Before you administer ranitidine, look at the solution closely. It should be clear and free of floating material. Gently squeeze the bag or observe the solution container to make sure there are no leaks.
Do not use the solution if it is discolored, if it contains particles, or if the bag or container leaks. Use a new solution, but show the damaged one to your health care provider.
It is important that you use your medication exactly as directed. Do not change your dosing schedule without talking to your health care provider.
Your health care provider may tell you to stop your infusion if you have a mechanical problem (such as a blockage in the tubing, needle, or catheter); if you have to stop an infusion, call your health care provider immediately so your therapy can continue.

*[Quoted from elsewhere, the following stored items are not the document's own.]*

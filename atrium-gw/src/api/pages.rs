//! Page view-model endpoints
//!
//! `GET /api/pages/:slug` serves the assembled view-model for a site page;
//! the detail routes serve one item by slug. A slug matching neither live
//! CMS content nor the fallback dataset is a 404.

use axum::{
    extract::{Path, State},
    http::StatusCode,
    response::{IntoResponse, Response},
    Json,
};
use serde_json::{json, Value};

use crate::{views, AppState};

fn respond(view: Option<Value>) -> Response {
    match view {
        Some(view) => Json(view).into_response(),
        None => (StatusCode::NOT_FOUND, Json(json!({"error": "Not found"}))).into_response(),
    }
}

/// GET /api/pages/:slug
pub async fn page_view(State(state): State<AppState>, Path(slug): Path<String>) -> Response {
    let view = match slug.as_str() {
        "home" => views::home::resolve(&state).await,
        "about" => views::about::resolve(&state).await,
        "services" => views::catalog::services_index(&state).await,
        "solutions" => views::catalog::solutions_index(&state).await,
        "products" => views::catalog::products_index(&state).await,
        "industries" => views::catalog::industries_index(&state).await,
        "blog" => views::blog::index(&state).await,
        "careers" => views::careers::resolve(&state).await,
        "contact" => views::contact::resolve(&state).await,
        _ => None,
    };
    respond(view)
}

/// GET /api/blog/:slug
pub async fn blog_post(State(state): State<AppState>, Path(slug): Path<String>) -> Response {
    respond(views::blog::post(&state, &slug).await)
}

/// GET /api/products/:slug
pub async fn product_detail(State(state): State<AppState>, Path(slug): Path<String>) -> Response {
    respond(views::catalog::product_detail(&state, &slug).await)
}

/// GET /api/services/:slug
pub async fn service_detail(State(state): State<AppState>, Path(slug): Path<String>) -> Response {
    respond(views::catalog::service_detail(&state, &slug).await)
}

/// GET /api/solutions/:slug
pub async fn solution_detail(State(state): State<AppState>, Path(slug): Path<String>) -> Response {
    respond(views::catalog::solution_detail(&state, &slug).await)
}

/// GET /api/industries/:slug
pub async fn industry_detail(State(state): State<AppState>, Path(slug): Path<String>) -> Response {
    respond(views::catalog::industry_detail(&state, &slug).await)
}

Ranitidine may cause side effects
Central Nervous System: Rarely, malaise, dizziness, somnolence, insomnia, and vertigo. Rare cases of reversible mental confusion, agitation, depression, and hallucinations have been reported, predominantly in severely ill elderly patients. Rare cases of reversible blurred vision suggestive of a change in accommodation have been reported. Rare reports of reversible involuntary motor disturbances have been received.
Cardiovascular: As with other H2-blockers, rare reports of arrhythmias such as tachycardia, bradycardia, atrioventricular block, and premature ventricular beats.
Gastrointestinal: Constipation, diarrhea, nausea/vomiting, abdominal discomfort/pain, and rare reports of pancreatitis.
Hepatic: There have been occasional reports of hepatocellular, cholestatic, or mixed hepatitis, with or without jaundice. In such circumstances, ranitidine should be immediately discontinued. These events are usually reversible, but in rare circumstances death has occurred. Rare cases of hepatic failure have also been reported. In normal volunteers, SGPT values were increased to at least twice the pretreatment levels in 6 of 12 subjects receiving 100 mg intravenously 4 times daily for 7 days, and in 4 of 24 subjects receiving 50 mg intravenously 4 times daily for 5 days.
Musculoskeletal: Rare reports of arthralgias and myalgias.
Other: Rare cases of hypersensitivity reactions (e.g., bronchospasm, fever, rash, eosinophilia), anaphylaxis, angioneurotic edema, acute interstitial nephritis, and small increases in serum creatinine.